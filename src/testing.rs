//! Fixtures shared by unit tests: throwaway engines and `TripStore` /
//! `Notifier` fakes that misbehave on purpose.

use std::path::PathBuf;
use std::sync::atomic::{AtomicU32, Ordering};
use std::sync::{Arc, Mutex};
use std::time::Duration;

use async_trait::async_trait;
use ulid::Ulid;

use crate::engine::{Engine, EngineError, MutationFeed};
use crate::model::*;
use crate::notify::{Notifier, NotifyPayload, TemplateKind};
use crate::store::{ClaimCas, Decision, TripStore};

pub fn wal_path(group: &str, name: &str) -> PathBuf {
    let dir = std::env::temp_dir().join(format!("triplock_test_{group}"));
    std::fs::create_dir_all(&dir).unwrap();
    let path = dir.join(name);
    let _ = std::fs::remove_file(&path);
    path
}

pub fn test_engine(group: &str, name: &str) -> (Arc<Engine>, MutationFeed) {
    let (engine, feed) = Engine::new(wal_path(group, name)).unwrap();
    (Arc::new(engine), feed)
}

/// A pending trip for `rider-1` with one pending claim per driver.
pub async fn trip_with_claims(engine: &Engine, drivers: &[&str]) -> (Ulid, Vec<Ulid>) {
    let trip_id = Ulid::new();
    engine.create_trip(trip_id, "rider-1".into()).await.unwrap();
    let mut claims = Vec::new();
    for driver in drivers {
        let claim_id = Ulid::new();
        engine.create_claim(claim_id, trip_id, driver.to_string()).await.unwrap();
        claims.push(claim_id);
    }
    (trip_id, claims)
}

/// Like `trip_with_claims`, with every claim already in `attempting_accept`.
pub async fn trip_with_attempts(engine: &Engine, drivers: &[&str]) -> (Ulid, Vec<Ulid>) {
    let (trip_id, claims) = trip_with_claims(engine, drivers).await;
    for claim_id in &claims {
        engine.request_accept(*claim_id).await.unwrap();
    }
    (trip_id, claims)
}

/// Sleeps between a transaction's reads and its commit.
pub struct SlowCommit {
    pub inner: Arc<Engine>,
    pub delay: Duration,
}

#[async_trait]
impl TripStore for SlowCommit {
    async fn load_trip(&self, id: Ulid) -> Result<Option<Trip>, EngineError> {
        self.inner.load_trip(id).await
    }

    async fn load_claim(&self, id: Ulid) -> Result<Option<Claim>, EngineError> {
        self.inner.load_claim(id).await
    }

    async fn compare_and_set(&self, cas: ClaimCas) -> Result<(), EngineError> {
        tokio::time::sleep(self.delay).await;
        self.inner.compare_and_set(cas).await
    }

    async fn pending_claims(&self, trip_id: Ulid) -> Result<Vec<Claim>, EngineError> {
        self.inner.pending_claims(trip_id).await
    }

    async fn retire_claim(&self, claim_id: Ulid, decision: Decision) -> Result<bool, EngineError> {
        self.inner.retire_claim(claim_id, decision).await
    }
}

/// Every commit loses the race.
pub struct AlwaysConflict {
    pub inner: Arc<Engine>,
    pub commits: AtomicU32,
}

impl AlwaysConflict {
    pub fn new(inner: Arc<Engine>) -> Self {
        Self {
            inner,
            commits: AtomicU32::new(0),
        }
    }
}

#[async_trait]
impl TripStore for AlwaysConflict {
    async fn load_trip(&self, id: Ulid) -> Result<Option<Trip>, EngineError> {
        self.inner.load_trip(id).await
    }

    async fn load_claim(&self, id: Ulid) -> Result<Option<Claim>, EngineError> {
        self.inner.load_claim(id).await
    }

    async fn compare_and_set(&self, cas: ClaimCas) -> Result<(), EngineError> {
        self.commits.fetch_add(1, Ordering::SeqCst);
        Err(EngineError::Conflict(cas.trip_id))
    }

    async fn pending_claims(&self, trip_id: Ulid) -> Result<Vec<Claim>, EngineError> {
        self.inner.pending_claims(trip_id).await
    }

    async fn retire_claim(&self, claim_id: Ulid, decision: Decision) -> Result<bool, EngineError> {
        self.inner.retire_claim(claim_id, decision).await
    }
}

/// The first `failures` sibling updates fail with a transient conflict.
pub struct FlakyRetire {
    pub inner: Arc<Engine>,
    failures: AtomicU32,
}

impl FlakyRetire {
    pub fn new(inner: Arc<Engine>, failures: u32) -> Self {
        Self {
            inner,
            failures: AtomicU32::new(failures),
        }
    }
}

#[async_trait]
impl TripStore for FlakyRetire {
    async fn load_trip(&self, id: Ulid) -> Result<Option<Trip>, EngineError> {
        self.inner.load_trip(id).await
    }

    async fn load_claim(&self, id: Ulid) -> Result<Option<Claim>, EngineError> {
        self.inner.load_claim(id).await
    }

    async fn compare_and_set(&self, cas: ClaimCas) -> Result<(), EngineError> {
        self.inner.compare_and_set(cas).await
    }

    async fn pending_claims(&self, trip_id: Ulid) -> Result<Vec<Claim>, EngineError> {
        self.inner.pending_claims(trip_id).await
    }

    async fn retire_claim(&self, claim_id: Ulid, decision: Decision) -> Result<bool, EngineError> {
        let failed = self
            .failures
            .fetch_update(Ordering::SeqCst, Ordering::SeqCst, |left| left.checked_sub(1))
            .is_ok();
        if failed {
            return Err(EngineError::Conflict(claim_id));
        }
        self.inner.retire_claim(claim_id, decision).await
    }
}

/// Remembers every notification; reports `delivered` for all of them.
pub struct RecordingNotifier {
    pub sent: Mutex<Vec<(String, TemplateKind, NotifyPayload)>>,
    delivered: bool,
}

impl RecordingNotifier {
    pub fn new() -> Self {
        Self {
            sent: Mutex::new(Vec::new()),
            delivered: true,
        }
    }

    /// A notifier whose every delivery fails.
    pub fn failing() -> Self {
        Self {
            sent: Mutex::new(Vec::new()),
            delivered: false,
        }
    }

    pub fn kinds_for(&self, recipient: &str) -> Vec<TemplateKind> {
        self.sent
            .lock()
            .unwrap()
            .iter()
            .filter(|(to, _, _)| to == recipient)
            .map(|(_, kind, _)| *kind)
            .collect()
    }

    pub fn count(&self, kind: TemplateKind) -> usize {
        self.sent.lock().unwrap().iter().filter(|(_, k, _)| *k == kind).count()
    }
}

#[async_trait]
impl Notifier for RecordingNotifier {
    async fn notify(&self, recipient: &str, kind: TemplateKind, payload: &NotifyPayload) -> bool {
        self.sent.lock().unwrap().push((recipient.to_string(), kind, payload.clone()));
        self.delivered
    }
}
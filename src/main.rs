use std::sync::Arc;

use tokio::net::TcpListener;
use tokio::sync::Semaphore;
use tracing::info;
use tracing_subscriber::EnvFilter;

use triplock::config::Config;
use triplock::tenant::TenantManager;
use triplock::wire;

#[tokio::main]
async fn main() -> Result<(), Box<dyn std::error::Error>> {
    tracing_subscriber::fmt()
        .with_env_filter(
            EnvFilter::try_from_default_env().unwrap_or_else(|_| EnvFilter::new("info")),
        )
        .init();

    let config = Config::from_env();
    triplock::observability::init(config.metrics_port)?;

    // Ensure data directory exists
    std::fs::create_dir_all(&config.data_dir)?;

    let tenant_manager = Arc::new(TenantManager::new(config.data_dir.clone(), config.tenant));
    let max_connections = config.max_connections;
    let semaphore = Arc::new(Semaphore::new(max_connections));

    let addr = config.addr();
    let listener = TcpListener::bind(&addr).await?;
    info!("triplock listening on {addr}");
    info!("  data_dir: {}", config.data_dir.display());
    info!("  max_connections: {max_connections}");
    info!(
        "  claim_ttl: {}ms, redelivery after: {}ms, retries: {} (base {}ms)",
        config.tenant.claim_ttl_ms,
        config.tenant.redelivery_after_ms,
        config.tenant.retry.max_attempts,
        config.tenant.retry.base_delay_ms
    );
    info!(
        "  metrics: {}",
        config
            .metrics_port
            .map_or("disabled".to_string(), |p| format!("http://0.0.0.0:{p}/metrics"))
    );

    // Graceful shutdown: stop accepting on SIGTERM/ctrl-c, drain in-flight connections
    let shutdown = async {
        let ctrl_c = tokio::signal::ctrl_c();
        #[cfg(unix)]
        {
            match tokio::signal::unix::signal(tokio::signal::unix::SignalKind::terminate()) {
                Ok(mut sigterm) => {
                    tokio::select! {
                        _ = ctrl_c => {}
                        _ = sigterm.recv() => {}
                    }
                }
                Err(e) => {
                    tracing::warn!("SIGTERM handler unavailable: {e}");
                    ctrl_c.await.ok();
                }
            }
        }
        #[cfg(not(unix))]
        {
            ctrl_c.await.ok();
        }
    };
    tokio::pin!(shutdown);

    loop {
        tokio::select! {
            result = listener.accept() => {
                let (socket, peer) = match result {
                    Ok(conn) => conn,
                    Err(e) => {
                        tracing::error!("accept error: {e}");
                        continue;
                    }
                };

                let permit = match semaphore.clone().try_acquire_owned() {
                    Ok(permit) => permit,
                    Err(_) => {
                        tracing::warn!("connection limit reached, rejecting {peer}");
                        metrics::counter!(triplock::observability::CONNECTIONS_REJECTED_TOTAL)
                            .increment(1);
                        drop(socket);
                        continue;
                    }
                };

                info!("connection from {peer}");
                metrics::counter!(triplock::observability::CONNECTIONS_TOTAL).increment(1);
                metrics::gauge!(triplock::observability::CONNECTIONS_ACTIVE).increment(1.0);
                let tm = tenant_manager.clone();

                tokio::spawn(async move {
                    let _permit = permit; // held until connection closes
                    if let Err(e) = wire::process_connection(socket, tm).await {
                        tracing::error!("connection error from {peer}: {e}");
                    }
                    metrics::gauge!(triplock::observability::CONNECTIONS_ACTIVE).decrement(1.0);
                });
            }
            _ = &mut shutdown => {
                info!("shutdown signal received, stopping accept loop");
                break;
            }
        }
    }

    // Wait for in-flight connections to finish (up to 10s)
    info!("draining connections...");
    let drain_deadline = tokio::time::sleep(std::time::Duration::from_secs(10));
    tokio::pin!(drain_deadline);

    loop {
        if semaphore.available_permits() == max_connections {
            info!("all connections drained");
            break;
        }
        tokio::select! {
            _ = &mut drain_deadline => {
                let remaining = max_connections - semaphore.available_permits();
                tracing::warn!("drain timeout, {remaining} connections still open");
                break;
            }
            _ = tokio::time::sleep(std::time::Duration::from_millis(100)) => {}
        }
    }

    info!("triplock stopped");
    Ok(())
}
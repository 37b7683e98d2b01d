use tokio::sync::oneshot;
use tracing::info;
use ulid::Ulid;

use crate::limits::*;
use crate::model::*;

use super::store::{apply_to_claim, apply_to_trip};
use super::{Engine, EngineError, WalCommand};

fn validate_user_id(id: &str) -> Result<(), EngineError> {
    if id.is_empty() {
        return Err(EngineError::LimitExceeded("user id is empty"));
    }
    if id.len() > MAX_USER_ID_LEN {
        return Err(EngineError::LimitExceeded("user id too long"));
    }
    Ok(())
}

impl Engine {
    pub async fn create_trip(&self, id: Ulid, rider_id: UserId) -> Result<(), EngineError> {
        validate_user_id(&rider_id)?;
        let _gate = self.write_gate.read().await;
        if self.records.trip_count() >= MAX_TRIPS_PER_TENANT {
            return Err(EngineError::LimitExceeded("too many trips"));
        }
        if self.records.contains_trip(&id) {
            return Err(EngineError::AlreadyExists(id));
        }

        let at = now_ms();
        let event = Event::TripCreated { id, rider_id: rider_id.clone(), at };
        self.wal_append(&event).await?;
        self.records.insert_trip(Trip::new(id, rider_id, at));
        Ok(())
    }

    /// Register a driver's claim on a trip that is still `pending`.
    pub async fn create_claim(
        &self,
        id: Ulid,
        trip_id: Ulid,
        driver_id: UserId,
    ) -> Result<(), EngineError> {
        validate_user_id(&driver_id)?;
        let _gate = self.write_gate.read().await;
        if self.records.contains_claim(&id) {
            return Err(EngineError::AlreadyExists(id));
        }
        let trip = self.records.get_trip(&trip_id).ok_or(EngineError::NotFound(trip_id))?;
        // Held across the insert so a resolution cannot claim the trip mid-way.
        let trip = trip.read().await;
        if trip.status != TripStatus::Pending {
            return Err(EngineError::NotClaimable { trip_id, status: trip.status });
        }

        let siblings = self.records.claims_of(&trip_id);
        if siblings.len() >= MAX_CLAIMS_PER_TRIP {
            return Err(EngineError::LimitExceeded("too many claims on trip"));
        }
        for sibling in &siblings {
            if let Some(claim) = self.records.get_claim(sibling)
                && claim.read().await.driver_id == driver_id
            {
                return Err(EngineError::DuplicateClaim { trip_id, driver_id });
            }
        }

        let at = now_ms();
        let event = Event::ClaimCreated { id, trip_id, driver_id: driver_id.clone(), at };
        self.wal_append(&event).await?;
        self.records.insert_claim(Claim::new(id, trip_id, driver_id.clone(), at));
        drop(trip);

        self.emit(Mutation::Claim(ClaimMutation {
            trip_id,
            claim_id: id,
            driver_id,
            previous: None,
            current: ClaimStatus::Pending,
        }));
        Ok(())
    }

    /// The driver's "accept" tap: `pending → attempting_accept`.
    ///
    /// Repeating it while the attempt is undecided changes nothing. Returns the
    /// claim's status after the call.
    pub async fn request_accept(&self, claim_id: Ulid) -> Result<ClaimStatus, EngineError> {
        let _gate = self.write_gate.read().await;
        let claim = self.records.get_claim(&claim_id).ok_or(EngineError::NotFound(claim_id))?;
        let mut claim = claim.write().await;
        match claim.status {
            ClaimStatus::Pending => {}
            ClaimStatus::AttemptingAccept => return Ok(ClaimStatus::AttemptingAccept),
            terminal => {
                return Err(EngineError::InvalidTransition {
                    id: claim_id,
                    from: terminal.as_str(),
                    to: ClaimStatus::AttemptingAccept.as_str(),
                });
            }
        }

        let event = Event::ClaimAttempted { id: claim_id, at: now_ms() };
        self.wal_append(&event).await?;
        apply_to_claim(&mut claim, &event);
        let mutation = ClaimMutation {
            trip_id: claim.trip_id,
            claim_id,
            driver_id: claim.driver_id.clone(),
            previous: Some(ClaimStatus::Pending),
            current: ClaimStatus::AttemptingAccept,
        };
        drop(claim);

        self.emit(Mutation::Claim(mutation));
        Ok(ClaimStatus::AttemptingAccept)
    }

    /// Externally driven lifecycle change. Never touches the trip's owner.
    /// Returns the status the trip had before.
    pub async fn update_trip_status(
        &self,
        trip_id: Ulid,
        status: TripStatus,
        cancelled_by: Option<Party>,
    ) -> Result<TripStatus, EngineError> {
        let _gate = self.write_gate.read().await;
        let trip = self.records.get_trip(&trip_id).ok_or(EngineError::NotFound(trip_id))?;
        let mut trip = trip.write().await;
        let previous = trip.status;
        if previous == status {
            return Ok(previous);
        }
        if !previous.allows_external(status) {
            return Err(EngineError::InvalidTransition {
                id: trip_id,
                from: previous.as_str(),
                to: status.as_str(),
            });
        }

        let cancelled_by = if status == TripStatus::Cancelled { cancelled_by } else { None };
        let event = Event::TripStatusChanged { id: trip_id, status, cancelled_by, at: now_ms() };
        self.wal_append(&event).await?;
        apply_to_trip(&mut trip, &event);
        drop(trip);

        info!("trip {trip_id}: {} -> {}", previous.as_str(), status.as_str());
        self.emit(Mutation::Trip(TripMutation { trip_id, previous, current: status }));
        Ok(previous)
    }

    /// Re-send the accept edge for a claim still waiting on resolution.
    /// Returns false if the claim is no longer `attempting_accept`.
    pub async fn redeliver(&self, claim_id: Ulid) -> bool {
        let Some(claim) = self.records.get_claim(&claim_id) else {
            return false;
        };
        let claim = claim.read().await;
        if claim.status != ClaimStatus::AttemptingAccept {
            return false;
        }
        self.emit(Mutation::Claim(ClaimMutation {
            trip_id: claim.trip_id,
            claim_id,
            driver_id: claim.driver_id.clone(),
            previous: Some(ClaimStatus::Pending),
            current: ClaimStatus::AttemptingAccept,
        }));
        true
    }

    /// Rewrite the WAL as the minimal event list that rebuilds current state.
    /// Writers are held off for the duration.
    pub async fn compact_wal(&self) -> Result<(), EngineError> {
        let _gate = self.write_gate.write().await;
        let mut events = Vec::new();

        let mut trip_ids = self.records.trip_ids();
        trip_ids.sort();
        for trip_id in trip_ids {
            let Some(trip) = self.records.get_trip(&trip_id) else { continue };
            let trip = trip.read().await.clone();
            events.push(Event::TripCreated {
                id: trip.id,
                rider_id: trip.rider_id.clone(),
                at: trip.created_at,
            });

            for claim_id in self.records.claims_of(&trip_id) {
                let Some(claim) = self.records.get_claim(&claim_id) else { continue };
                let claim = claim.read().await.clone();
                events.push(Event::ClaimCreated {
                    id: claim.id,
                    trip_id,
                    driver_id: claim.driver_id.clone(),
                    at: claim.created_at,
                });
                let at = claim.decided_at.unwrap_or(claim.updated_at);
                match claim.status {
                    ClaimStatus::Pending => {}
                    ClaimStatus::AttemptingAccept => {
                        events.push(Event::ClaimAttempted { id: claim.id, at: claim.updated_at });
                    }
                    ClaimStatus::Accepted => events.push(Event::ClaimAccepted {
                        id: claim.id,
                        trip_id,
                        driver_id: claim.driver_id.clone(),
                        at: trip.claimed_at.unwrap_or(at),
                    }),
                    decided => events.push(Event::ClaimDecided {
                        id: claim.id,
                        status: decided,
                        reason: claim.reason.clone().unwrap_or_default(),
                        at,
                    }),
                }
            }

            if matches!(
                trip.status,
                TripStatus::InProgress | TripStatus::Completed | TripStatus::Cancelled
            ) {
                events.push(Event::TripStatusChanged {
                    id: trip.id,
                    status: trip.status,
                    cancelled_by: trip.cancelled_by,
                    at: trip.updated_at,
                });
            }
        }

        let (tx, rx) = oneshot::channel();
        self.wal_tx
            .send(WalCommand::Compact { events, response: tx })
            .await
            .map_err(|_| EngineError::WalError("WAL writer shut down".into()))?;
        rx.await
            .map_err(|_| EngineError::WalError("WAL writer dropped response".into()))?
            .map_err(|e| EngineError::WalError(e.to_string()))
    }

    pub async fn wal_appends_since_compact(&self) -> u64 {
        let (tx, rx) = oneshot::channel();
        if self.wal_tx.send(WalCommand::AppendsSinceCompact { response: tx }).await.is_err() {
            return 0;
        }
        rx.await.unwrap_or(0)
    }
}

————————

*Brief*.
Read the entries and show each line that mentions "super".

*Exercise result*.
use super::store::{apply_to_claim, apply_to_trip};
use super::{Engine, EngineError, WalCommand};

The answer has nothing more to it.